Let's dispatch first the bio of Cilia Flores, belated wife of Nicolas Maduro (Nicolae? Really?). She is a hack lawyer who managed to be in Chavez team after his failed 1992 bloody coup. From then on honors would fall on her. She is reputedly the one that brought Nicolas to Chavez attention. When this one inherited the throne, he finally married her (I have kept an eye on the power couple rise on this blog since 2008 at least). What has been noteworthy about Cilia Flores is her habit to place her relatives in all sorts of bureaucratic positions, almost two dozen we know of, not counting collateral appointments we do not know they are linked tot he clan. Nepotism is thy middle name.

Let's dispatch what could be directly compared to Elena. Not much really. While Elena went as far as inventing for herself PhD, Cilia is quite happy being the real power behind Nicolae Nicolas, while placing around her relatives, friends, janitors... Though she is not exempt of the personality cult temptation, carving for herself an image and getting a TV show of her own.

The real point of this post, the real comparison I want to make, is between the immobility we could see in Romania before the Ceausescus downfall and the one we see today in Venezuela, auguring either a downfall or a dramatic change. And the apparent blindness of the respective leaderships.

In 1989 Romania was finally paying off its foreign debt at great suffering for the population. The deprivations included an allowance of meager light bulbs to save energy, and you's better not have many turned on. TV was a single channel a very few hours a day. And of course food shortages and medicine scarcity were the norm. That long winter of discontent erupted suddenly in an uncontrolled mass riot that lead promptly into the fake trial and quick execution of the Ceausescus late December 1989.

Times are different of course and Maduro/Florescu are not going to meet such fate. For them some golden exile somewhere, at worse a couple of years of jail as the price to be paid to avoid civil war, of going out peacefully. General corruption here and abroad, narco blackmailing everywhere, have done their job. Bringing them down with a crash is not good for a lot of people. The Ceausescus did not have such "friends" and safeguards.

However what is comparable is the extraordinary immobility of the regime today, avoiding any measure to get the economy running again while sacrificing a lot to service foreign state debt (service only, Nicolae at least was paying it). For the past two years the Maduro nominally presided regime has done nothing. Well, nothing that would see as an economic measure that could affect its electoral base. That the consequences of such policies are eroding it anyway does not seem to register much except in increasing repression. And talks of default have been banned, attacking any serious economist that suggests that default would be better for the people than what the regime is doing at keeping up the debt.

We may not be at the stage of one dim light bulb a home but we are heading that way. After all the frequent power outages make multiplicity of light bulbs irrelevant. What is more dramatic is that the regime itself takes credit as positive that there is still a couple of months of food in stock! Nobody even talks much about lack of medicine since food lines are by themselves already too time consuming, at least for those who live off the basic staples of Venezuelan diet.

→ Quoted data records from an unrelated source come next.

use std::sync::Arc;

use actix_web::{web, HttpResponse};
use serde::Deserialize;
use tokio::sync::{mpsc, watch};
use uuid::Uuid;

use crate::activities::ai::HttpPostSummarizer;
use crate::models::{MonitoredCompany, MonitoredLead};
use crate::workflow::monitor_workflow::{self, MonitorKind};
use crate::workflow::signals::{MonitoringStatusSnapshot, Signal};
use crate::AppState;

/// HTTP surface for the per-entity monitor loops (spec §4.6, §4.8). Start
/// endpoints create-or-reattach the monitor workflow (deterministic
/// workflow id, see `MonitoredLead::workflow_id`); pause/resume map
/// straight onto signals.
pub fn configure(cfg: &mut web::ServiceConfig) {
    cfg.service(web::resource("/monitors/leads/{id}/start").route(web::post().to(start_lead_monitor)))
        .service(web::resource("/monitors/leads/{id}/pause").route(web::post().to(pause_lead_monitor)))
        .service(web::resource("/monitors/leads/{id}/resume").route(web::post().to(resume_lead_monitor)))
        .service(web::resource("/monitors/leads/{id}/status").route(web::get().to(lead_monitor_status)))
        .service(web::resource("/monitors/companies/{id}/start").route(web::post().to(start_company_monitor)))
        .service(web::resource("/monitors/companies/{id}/pause").route(web::post().to(pause_company_monitor)))
        .service(web::resource("/monitors/companies/{id}/resume").route(web::post().to(resume_company_monitor)))
        .service(web::resource("/monitors/companies/{id}/status").route(web::get().to(company_monitor_status)));
}

#[derive(Debug, Deserialize)]
struct StartMonitorRequest {
    reporter_user_id: Uuid,
    profile_url: String,
}

async fn start_lead_monitor(state: web::Data<AppState>, body: web::Json<StartMonitorRequest>) -> actix_web::Result<HttpResponse> {
    let lead = find_or_create_monitored_lead(&state, body.reporter_user_id, &body.profile_url).await?;
    let workflow_id = lead.workflow_id();
    if !state.lead_monitor_runtime.is_running(&workflow_id) {
        spawn_monitor(&state, MonitorKind::Lead, lead.id, lead.profile_url.clone(), &workflow_id).await?;
    }
    Ok(HttpResponse::Ok().json(&workflow_id))
}

async fn start_company_monitor(state: web::Data<AppState>, body: web::Json<StartMonitorRequest>) -> actix_web::Result<HttpResponse> {
    let company = find_or_create_monitored_company(&state, body.reporter_user_id, &body.profile_url).await?;
    let workflow_id = company.workflow_id();
    if !state.company_monitor_runtime.is_running(&workflow_id) {
        spawn_monitor(&state, MonitorKind::Company, company.id, company.profile_url.clone(), &workflow_id).await?;
    }
    Ok(HttpResponse::Ok().json(&workflow_id))
}

async fn pause_lead_monitor(state: web::Data<AppState>, path: web::Path<Uuid>) -> actix_web::Result<HttpResponse> {
    let workflow_id = MonitoredLead::workflow_id_for(path.into_inner());
    state.lead_monitor_runtime.signal(&workflow_id, Signal::PauseMonitoring).await;
    Ok(HttpResponse::Ok().finish())
}

async fn resume_lead_monitor(state: web::Data<AppState>, path: web::Path<Uuid>) -> actix_web::Result<HttpResponse> {
    let workflow_id = MonitoredLead::workflow_id_for(path.into_inner());
    state.lead_monitor_runtime.signal(&workflow_id, Signal::ResumeMonitoring).await;
    Ok(HttpResponse::Ok().finish())
}

async fn pause_company_monitor(state: web::Data<AppState>, path: web::Path<Uuid>) -> actix_web::Result<HttpResponse> {
    let workflow_id = MonitoredCompany::workflow_id_for(path.into_inner());
    state.company_monitor_runtime.signal(&workflow_id, Signal::PauseMonitoring).await;
    Ok(HttpResponse::Ok().finish())
}

async fn resume_company_monitor(state: web::Data<AppState>, path: web::Path<Uuid>) -> actix_web::Result<HttpResponse> {
    let workflow_id = MonitoredCompany::workflow_id_for(path.into_inner());
    state.company_monitor_runtime.signal(&workflow_id, Signal::ResumeMonitoring).await;
    Ok(HttpResponse::Ok().finish())
}

async fn lead_monitor_status(state: web::Data<AppState>, path: web::Path<Uuid>) -> actix_web::Result<HttpResponse> {
    let workflow_id = MonitoredLead::workflow_id_for(path.into_inner());
    let snapshot = state
        .lead_monitor_runtime
        .query(&workflow_id)
        .unwrap_or_else(|| MonitoringStatusSnapshot::not_running(workflow_id.clone()));
    Ok(HttpResponse::Ok().json(snapshot))
}

async fn company_monitor_status(state: web::Data<AppState>, path: web::Path<Uuid>) -> actix_web::Result<HttpResponse> {
    let workflow_id = MonitoredCompany::workflow_id_for(path.into_inner());
    let snapshot = state
        .company_monitor_runtime
        .query(&workflow_id)
        .unwrap_or_else(|| MonitoringStatusSnapshot::not_running(workflow_id.clone()));
    Ok(HttpResponse::Ok().json(snapshot))
}

/// Boot-time recovery sweep, mirroring `campaigns::reconcile`: restarts
/// every unpaused monitor loop left without a registered workflow.
pub async fn reconcile(state: &AppState) {
    match sqlx::query_as::<_, MonitoredLead>("SELECT * FROM monitored_leads WHERE is_paused = FALSE").fetch_all(&state.pool).await {
        Ok(leads) => {
            for lead in leads {
                let workflow_id = lead.workflow_id();
                if !state.lead_monitor_runtime.is_running(&workflow_id) {
                    if let Err(e) = spawn_monitor(state, MonitorKind::Lead, lead.id, lead.profile_url.clone(), &workflow_id).await {
                        tracing::warn!("reconcile: could not restart lead monitor {}: {e}", lead.id);
                    }
                }
            }
        }
        Err(e) => tracing::error!("reconcile: failed to list monitored leads: {e}"),
    }

    match sqlx::query_as::<_, MonitoredCompany>("SELECT * FROM monitored_companies WHERE is_paused = FALSE").fetch_all(&state.pool).await {
        Ok(companies) => {
            for company in companies {
                let workflow_id = company.workflow_id();
                if !state.company_monitor_runtime.is_running(&workflow_id) {
                    if let Err(e) = spawn_monitor(state, MonitorKind::Company, company.id, company.profile_url.clone(), &workflow_id).await {
                        tracing::warn!("reconcile: could not restart company monitor {}: {e}", company.id);
                    }
                }
            }
        }
        Err(e) => tracing::error!("reconcile: failed to list monitored companies: {e}"),
    }
}

async fn find_or_create_monitored_lead(state: &AppState, reporter_user_id: Uuid, profile_url: &str) -> actix_web::Result<MonitoredLead> {
    if let Some(existing) = sqlx::query_as::<_, MonitoredLead>(
        "SELECT * FROM monitored_leads WHERE reporter_user_id = $1 AND profile_url = $2",
    )
    .bind(reporter_user_id)
    .bind(profile_url)
    .fetch_optional(&state.pool)
    .await
    .map_err(|e| actix_web::error::ErrorInternalServerError(e.to_string()))?
    {
        return Ok(existing);
    }

    sqlx::query_as::<_, MonitoredLead>(
        r"
        INSERT INTO monitored_leads (id, reporter_user_id, profile_url, last_7_posts_ids, is_paused, created_at)
        VALUES ($1, $2, $3, '[]'::jsonb, FALSE, NOW())
        RETURNING *
        ",
    )
    .bind(Uuid::new_v4())
    .bind(reporter_user_id)
    .bind(profile_url)
    .fetch_one(&state.pool)
    .await
    .map_err(|e| actix_web::error::ErrorInternalServerError(e.to_string()))
}

async fn find_or_create_monitored_company(state: &AppState, reporter_user_id: Uuid, profile_url: &str) -> actix_web::Result<MonitoredCompany> {
    if let Some(existing) = sqlx::query_as::<_, MonitoredCompany>(
        "SELECT * FROM monitored_companies WHERE reporter_user_id = $1 AND profile_url = $2",
    )
    .bind(reporter_user_id)
    .bind(profile_url)
    .fetch_optional(&state.pool)
    .await
    .map_err(|e| actix_web::error::ErrorInternalServerError(e.to_string()))?
    {
        return Ok(existing);
    }

    sqlx::query_as::<_, MonitoredCompany>(
        r"
        INSERT INTO monitored_companies (id, reporter_user_id, profile_url, last_7_posts_ids, is_paused, created_at)
        VALUES ($1, $2, $3, '[]'::jsonb, FALSE, NOW())
        RETURNING *
        ",
    )
    .bind(Uuid::new_v4())
    .bind(reporter_user_id)
    .bind(profile_url)
    .fetch_one(&state.pool)
    .await
    .map_err(|e| actix_web::error::ErrorInternalServerError(e.to_string()))
}

pub(crate) async fn spawn_monitor(
    state: &AppState,
    kind: MonitorKind,
    entity_id: Uuid,
    profile_url: String,
    workflow_id: &str,
) -> actix_web::Result<()> {
    // A previous process may have crashed mid-sleep; this workflow restarts
    // from the top rather than resuming that sleep, so any leftover row is
    // now stale.
    let _ = crate::workflow::timer::clear_timers_for_workflow(&state.pool, workflow_id).await;

    let (signal_tx, mut signal_rx) = mpsc::channel(16);
    let (snapshot_tx, snapshot_rx) = watch::channel(MonitoringStatusSnapshot { id: workflow_id.to_owned(), is_paused: false, is_running: true });

    let pool = state.pool.clone();
    let provider = Arc::clone(&state.provider);
    let base_url = std::env::var("AI_SUMMARIZER_BASE_URL").unwrap_or_else(|_| "http://localhost:9091".to_string());
    let workflow_id_owned = workflow_id.to_owned();

    let join = tokio::spawn(async move {
        let summarizer = HttpPostSummarizer::new(base_url);
        let mut is_initial_fetch = true;
        loop {
            let result = monitor_workflow::run_monitor_iteration(
                &pool,
                provider.as_ref(),
                &summarizer,
                kind,
                entity_id,
                &profile_url,
                is_initial_fetch,
                &mut signal_rx,
                &snapshot_tx,
                &workflow_id_owned,
            )
            .await;
            is_initial_fetch = false;
            match result {
                Ok(_continue_as_new) => {}
                Err(_) => break,
            }
        }
    });

    let runtime = match kind {
        MonitorKind::Lead => &state.lead_monitor_runtime,
        MonitorKind::Company => &state.company_monitor_runtime,
    };
    runtime.register(
        workflow_id.to_owned(),
        crate::workflow::WorkflowHandle { join, signals: signal_tx, snapshot: snapshot_rx },
    );
    Ok(())
}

Frustration in the populace grow and last Friday we had the first major rioting/looting reported (minor ones, and threats for bigger ones are now routine). Sure enough the Bolivar State governor said after the fact that there is no hunger and that the San Felix looting was for political interests. Just as chavismo blames all of its failures on alien stuff.

So did Nicolae blame the Timisoara revolt on foreign agents.